长安城中的暗流涌动,初入长安的狄仁杰并未感觉到,他虽然是在长安出生,可是自幼便到了杜睿的门下学习,除去去年曾外出游学了一段时间,这些年来一直都在杜陵,对长安的印象也有些模糊了。
杜耀辉也是一样,说起来这还是他第一次来长安,刚一进城门,顿时就被晃花了眼,说起来如今杜陵因为杜睿的关系,也称得上繁华,便是比之江淮,也犹有过之,可是和长安比起来,当今天下的任何一个地方都成了穷乡僻壤。

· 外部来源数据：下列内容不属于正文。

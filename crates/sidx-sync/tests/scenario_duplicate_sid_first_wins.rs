use sidx_config::{SourceConfig, SyncConfig};
use sidx_sync::{MemoryRuleStore, StaticFetcher, Synchronizer};

#[tokio::test]
async fn scenario_duplicate_sid_first_wins() {
    let fetcher = StaticFetcher::new()
        .file(
            "et",
            "first.rules",
            "alert ip any any -> any any (msg:\"one\"; sid:7; rev:1;)\n\
             alert ip any any -> any any (msg:\"again\"; sid:7; rev:5;)\n",
        )
        .file(
            "et",
            "second.rules",
            "alert ip any any -> any any (msg:\"two\"; sid:7; rev:9;)\n",
        );
    let mut cfg = SyncConfig {
        database: Default::default(),
        fetch: Default::default(),
        sources: Default::default(),
    };
    cfg.sources.insert(
        "et".to_string(),
        SourceConfig {
            source: "/et".to_string(),
            files: vec!["first.rules".to_string(), "second.rules".to_string()],
        },
    );

    let sync = Synchronizer::new(MemoryRuleStore::new(), fetcher);
    let r = sync.run(&cfg).await.expect("run");

    assert_eq!(r.new, 1);
    assert_eq!(r.duplicates, 2);
    assert_eq!(r.failures, 0);

    let stored = sync.store().get(7).expect("inserted once");
    assert_eq!(stored.rev, 1);
    assert_eq!(stored.file, "et:first.rules");
    assert!(stored.pattern.contains("\"one\""));
}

作为天下间的第一名城,从前隋开始,长安便不停的扩建,一直到太宗贞观末年的时候,长安城中的常驻人口已经达到了百万人,又经过了永徽三年的积累,人口直逼两百万人。
虽然后世有人将此时的君士坦丁堡,巴格达和长安并称,但是细数起来,无论是人口,建筑规模,君士坦丁堡和巴格达都是远远不如的。
狄公子这就是长安啊杜耀辉自幼长在杜睿的门下,也称得上是见多识广了,可是一到长安,立刻就变成了土包子,看什么都觉得新鲜。
狄仁杰皱眉道:诩伦都说了多少次,叫我的表字就行了,还叫什么狄公子,说起来,你也是在恩师门下,咱们是师兄弟,哪里用的着这么客气
如今狄仁杰不过才二十二岁,后世人们评价当中那个严正大方的狄公,还只是个对未来满怀憧憬的小青年。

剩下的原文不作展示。